Ce fut dans l’un de ses refuges qu’il fut découvert le 12 février 1942, caché dans un placard, par une patrouille britannique que commandait un certain capitaine Morton. Ce Morton avait été accusé de tortures par les sternistes, et Stern lui-même avait tenté de l’attirer dans un piège en l’informant par une lettre anonyme qu’un appartement de Tel-Aviv était un repaire de clandestins. Morton se méfia. Il dépêcha sur place deux policiers juifs qui, en tentant de forcer la porte, furent tués par l’explosion d’une machine infernale. Ces deux morts juifs ne firent que renforcer l’hostilité dont les sternistes étaient l’objet.
Pour Stern lui-même, aussitôt pris, son sort fut réglé. Les policiers lui passèrent les menottes et ordonnèrent à la propriétaire de l’appartement de descendre dans la rue où déjà la foule était amassée. Puis on entendit trois coups de feu. Un instant plus tard, quelque chose qui était roulé dans une couverture tachée de sang roula devant le perron de la maison projeté à coups de pieds par les policiers : le corps de Stern. Selon le communiqué officiel, celui-ci avait été abattu alors qu’il tentait de s’enfuir. Nous ne sommes pas obligés d’accorder à cette version un crédit excessif.
Cette mort parut porter le coup de grâce aux sternistes. Leur nombre n’excéda pas, un moment, vingt-cinq hommes. Le naufrage du Struma survint pour relancer le mouvement.
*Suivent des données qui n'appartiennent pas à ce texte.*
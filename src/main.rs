//! Command-line front end for the parking recorder.

use std::io::{BufRead, IsTerminal};
use std::path::PathBuf;
use std::sync::Arc;

use serde::Deserialize;
use time::OffsetDateTime;
use time::format_description::well_known::Rfc3339;

use autopark::app_dirs;
use autopark::config::{self, AppConfig};
use autopark::history::{HistoryDatabase, Snapshot, SnapshotId, SortOrder};
use autopark::location::{AuthorizationStatus, LatestSample, Sample};
use autopark::logging::{self, ConsoleTarget};
use autopark::recorder::{EvaluationScheduler, ParkingRecorder, SweepReport, TickOutcome};

fn main() {
    if let Err(err) = run() {
        eprintln!("{err}");
        std::process::exit(1);
    }
}

fn run() -> Result<(), String> {
    let Some(options) = parse_args(std::env::args().skip(1).collect())? else {
        return Ok(());
    };
    let console = match options.command {
        Command::Run { .. } => ConsoleTarget::Stdout,
        _ => ConsoleTarget::Stderr,
    };
    if let Err(err) = logging::init_with(console) {
        eprintln!("Logging disabled: {err}");
    }

    let config = config::load_or_default().map_err(|err| err.to_string())?;
    let db_path = match options.db_path {
        Some(path) => path,
        None => {
            let root = app_dirs::app_root_dir().map_err(|err| err.to_string())?;
            config.recorder.database_path_in(&root)
        }
    };
    let store = Arc::new(HistoryDatabase::open(&db_path).map_err(|err| err.to_string())?);

    match options.command {
        Command::Run {
            interval_secs,
            unauthorized,
            mode,
        } => run_session(config, store, interval_secs, unauthorized, mode),
        Command::History => {
            let recorder = ParkingRecorder::from_config(Arc::new(LatestSample::new()), &config)
                .with_store(store);
            let snapshots = recorder
                .open_history(OffsetDateTime::now_utc(), SortOrder::Ascending)
                .map_err(|err| err.to_string())?;
            if snapshots.is_empty() {
                println!("No parking history.");
            }
            for snapshot in &snapshots {
                print_snapshot(snapshot)?;
            }
            Ok(())
        }
        Command::Sweep => {
            let recorder = ParkingRecorder::from_config(Arc::new(LatestSample::new()), &config)
                .with_store(store);
            let report = recorder
                .sweep_expired(OffsetDateTime::now_utc())
                .map_err(|err| err.to_string())?;
            println!(
                "Swept {} of {} expired snapshots ({} failed)",
                report.deleted, report.expired, report.failed
            );
            Ok(())
        }
        Command::Record { sample } => {
            let record: SampleRecord =
                serde_json::from_str(&sample).map_err(|err| format!("Invalid sample: {err}"))?;
            let cell = Arc::new(LatestSample::with_authorization(
                AuthorizationStatus::AuthorizedWhenInUse,
            ));
            cell.publish(record.into_sample()?);
            let recorder = ParkingRecorder::from_config(cell, &config).with_store(store);
            let snapshot = recorder.record_now().map_err(|err| err.to_string())?;
            print_snapshot(&snapshot)
        }
        Command::Delete { id } => {
            let id = SnapshotId::parse(&id).map_err(|err| err.to_string())?;
            let recorder = ParkingRecorder::from_config(Arc::new(LatestSample::new()), &config)
                .with_store(store);
            if recorder.delete_snapshot(&id).map_err(|err| err.to_string())? {
                println!("Deleted {id}");
            } else {
                println!("No snapshot with id {id}");
            }
            Ok(())
        }
    }
}

fn run_session(
    mut config: AppConfig,
    store: Arc<HistoryDatabase>,
    interval_secs: Option<u64>,
    unauthorized: bool,
    mode: Option<RunMode>,
) -> Result<(), String> {
    if let Some(secs) = interval_secs {
        config.recorder.tick_interval_secs = secs.max(1);
    }
    let status = if unauthorized {
        AuthorizationStatus::Denied
    } else {
        AuthorizationStatus::AuthorizedAlways
    };
    let cell = Arc::new(LatestSample::with_authorization(status));
    let recorder = Arc::new(ParkingRecorder::from_config(cell.clone(), &config).with_store(store));

    // Expired entries go before the session starts.
    startup_sweep(&recorder, OffsetDateTime::now_utc());

    let stdin = std::io::stdin();
    let mode = mode.unwrap_or(if stdin.is_terminal() {
        RunMode::Live
    } else {
        RunMode::Replay
    });
    match mode {
        RunMode::Replay => {
            let recorded = replay_samples(stdin.lock(), &cell, &recorder)?;
            tracing::info!("Replay finished: {recorded} parking locations recorded");
        }
        RunMode::Live => {
            let mut scheduler = EvaluationScheduler::new();
            recorder
                .start_scheduler(&mut scheduler)
                .map_err(|err| format!("Failed to start scheduler: {err}"))?;
            let fed = read_samples(stdin.lock(), |sample| cell.publish(sample));
            scheduler.stop();
            fed?;
        }
    }
    if recorder.permission_alert() {
        eprintln!("Location permission is required to record parking locations.");
    }
    Ok(())
}

/// Feed every sample through the recorder, one evaluation per sample.
///
/// Returns how many snapshots were recorded.
fn replay_samples(
    input: impl BufRead,
    cell: &LatestSample,
    recorder: &ParkingRecorder,
) -> Result<usize, String> {
    let mut recorded = 0usize;
    read_samples(input, |sample| {
        cell.publish(sample);
        if let TickOutcome::Recorded { .. } = recorder.evaluate_tick() {
            recorded += 1;
        }
    })?;
    Ok(recorded)
}

/// Sweep once before a session; a failure is logged and the session goes on.
fn startup_sweep(recorder: &ParkingRecorder, now: OffsetDateTime) -> Option<SweepReport> {
    match recorder.sweep_expired(now) {
        Ok(report) => {
            tracing::info!(
                "Startup sweep removed {} of {} expired snapshots",
                report.deleted,
                report.expired
            );
            Some(report)
        }
        Err(err) => {
            tracing::warn!("Startup sweep skipped: {err}");
            None
        }
    }
}

/// Parse JSON-lines samples, skipping blank and malformed lines.
fn read_samples(input: impl BufRead, mut on_sample: impl FnMut(Sample)) -> Result<(), String> {
    for (index, line) in input.lines().enumerate() {
        let line = line.map_err(|err| format!("Failed to read input: {err}"))?;
        let line = line.trim();
        if line.is_empty() {
            continue;
        }
        match serde_json::from_str::<SampleRecord>(line)
            .map_err(|err| err.to_string())
            .and_then(SampleRecord::into_sample)
        {
            Ok(sample) => on_sample(sample),
            Err(err) => tracing::warn!("Skipping input line {}: {err}", index + 1),
        }
    }
    Ok(())
}

fn print_snapshot(snapshot: &Snapshot) -> Result<(), String> {
    let when = snapshot
        .timestamp
        .format(&Rfc3339)
        .map_err(|err| err.to_string())?;
    println!(
        "{}\t{}\t{}\t{:.1} m\t{:.1} m/s\t±{:.1} m",
        snapshot.id,
        when,
        snapshot.coordinate(),
        snapshot.altitude,
        snapshot.speed,
        snapshot.accuracy
    );
    Ok(())
}

/// One position fix as read from JSON input.
#[derive(Debug, Deserialize)]
struct SampleRecord {
    /// Unix time in seconds.
    #[serde(default)]
    timestamp: Option<f64>,
    latitude: f64,
    longitude: f64,
    #[serde(default)]
    altitude: f64,
    #[serde(default = "missing_speed")]
    speed: f64,
    #[serde(default)]
    accuracy: f64,
}

fn missing_speed() -> f64 {
    -1.0
}

impl SampleRecord {
    fn into_sample(self) -> Result<Sample, String> {
        let timestamp = match self.timestamp {
            None => OffsetDateTime::now_utc(),
            Some(seconds) if !seconds.is_finite() => {
                return Err(format!("Invalid timestamp: {seconds}"));
            }
            Some(seconds) => {
                let nanos = (seconds * 1_000_000_000.0) as i128;
                OffsetDateTime::from_unix_timestamp_nanos(nanos)
                    .map_err(|err| format!("Invalid timestamp {seconds}: {err}"))?
            }
        };
        Ok(Sample {
            timestamp,
            latitude: self.latitude,
            longitude: self.longitude,
            altitude: self.altitude,
            speed: self.speed,
            horizontal_accuracy: self.accuracy,
        })
    }
}

/// How `run` turns input lines into evaluations.
#[derive(Debug, Clone, Copy, PartialEq, Eq)]
enum RunMode {
    /// Samples land in the latest-value cell and the scheduler ticks on its interval.
    Live,
    /// Every sample is evaluated as soon as it is read.
    Replay,
}

#[derive(Debug, PartialEq)]
enum Command {
    Run {
        interval_secs: Option<u64>,
        unauthorized: bool,
        mode: Option<RunMode>,
    },
    History,
    Sweep,
    Record {
        sample: String,
    },
    Delete {
        id: String,
    },
}

#[derive(Debug, PartialEq)]
struct Options {
    db_path: Option<PathBuf>,
    command: Command,
}

fn parse_args(args: Vec<String>) -> Result<Option<Options>, String> {
    let mut db_path = None;
    let mut command_name = None;
    let mut interval_secs = None;
    let mut unauthorized = false;
    let mut mode = None;
    let mut sample = None;
    let mut positional = Vec::new();
    let mut idx = 0usize;
    while idx < args.len() {
        match args[idx].as_str() {
            "-h" | "--help" => {
                println!("{}", help_text());
                return Ok(None);
            }
            "--db" => {
                idx += 1;
                let Some(value) = args.get(idx) else {
                    return Err("--db requires a value".into());
                };
                db_path = Some(PathBuf::from(value));
            }
            "--interval-secs" => {
                idx += 1;
                let Some(value) = args.get(idx) else {
                    return Err("--interval-secs requires a value".into());
                };
                let secs = value
                    .parse::<u64>()
                    .map_err(|_| format!("Invalid --interval-secs value: {value}"))?;
                interval_secs = Some(secs);
            }
            "--unauthorized" => unauthorized = true,
            flag @ ("--live" | "--replay") => {
                let wanted = if flag == "--live" {
                    RunMode::Live
                } else {
                    RunMode::Replay
                };
                if mode.is_some_and(|chosen| chosen != wanted) {
                    return Err("--live and --replay cannot be combined".into());
                }
                mode = Some(wanted);
            }
            "--sample" => {
                idx += 1;
                let Some(value) = args.get(idx) else {
                    return Err("--sample requires a value".into());
                };
                sample = Some(value.clone());
            }
            arg if arg.starts_with('-') => {
                return Err(format!("Unknown argument: {arg}\n\n{}", help_text()));
            }
            arg if command_name.is_none() => command_name = Some(arg.to_string()),
            arg => positional.push(arg.to_string()),
        }
        idx += 1;
    }

    let Some(command_name) = command_name else {
        return Err(help_text());
    };
    let command = match command_name.as_str() {
        "run" => Command::Run {
            interval_secs,
            unauthorized,
            mode,
        },
        "history" => Command::History,
        "sweep" => Command::Sweep,
        "record" => Command::Record {
            sample: sample.ok_or_else(|| "record requires --sample <json>".to_string())?,
        },
        "delete" => Command::Delete {
            id: positional
                .first()
                .cloned()
                .ok_or_else(|| "delete requires a snapshot id".to_string())?,
        },
        other => return Err(format!("Unknown command: {other}\n\n{}", help_text())),
    };
    let accepted = usize::from(matches!(command, Command::Delete { .. }));
    if let Some(extra) = positional.get(accepted) {
        return Err(format!("Unexpected argument: {extra}"));
    }
    Ok(Some(Options { db_path, command }))
}

fn help_text() -> String {
    [
        "autopark",
        "",
        "Record parking locations from a stream of position fixes.",
        "",
        "Usage:",
        "  autopark [--db <path>] run [--live | --replay] [--interval-secs <n>] [--unauthorized]",
        "  autopark [--db <path>] history",
        "  autopark [--db <path>] sweep",
        "  autopark [--db <path>] record --sample <json>",
        "  autopark [--db <path>] delete <id>",
        "",
        "`run` reads one JSON sample per line from stdin, for example:",
        "  {\"timestamp\": 1714000000.5, \"latitude\": 22.3193, \"longitude\": 114.1694, \"altitude\": 12.0, \"speed\": 13.4, \"accuracy\": 5.0}",
        "A missing timestamp means the time the line was read.",
        "Piped input is replayed (one evaluation per sample); a terminal runs live.",
        "",
        "Options:",
        "  --db <path>            History database (default: <config dir>/.autopark/history.db).",
        "  --interval-secs <n>    Seconds between evaluation ticks (default from config).",
        "  --live                 Evaluate the latest sample every interval.",
        "  --replay               Evaluate each sample as soon as it is read.",
        "  --unauthorized         Simulate missing location permission.",
        "  --sample <json>        Sample recorded by `record`.",
    ]
    .join("\n")
}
C’était un vieux cargo, tout délabré, prêt à couler bas sous le poids d’environ huit cents Juifs roumains, entassés à bord dans les pires conditions et qui, par miracle, avait pu atteindre Istanbul le 26 décembre 1941. Ces réfugiés restèrent là pendant huit semaines, huit semaines au cours desquelles l’Agence Juive s’efforça d’obtenir leur entrée en Palestine. Le gouverneur Mac Michaël resta inflexible. Ce que voyant, les Turcs renvoyèrent le Struma et sa cargaison de désespérés en haute mer, où il se désintégra le 24 février 1942. 746 personnes furent noyées. Il y eut un survivant.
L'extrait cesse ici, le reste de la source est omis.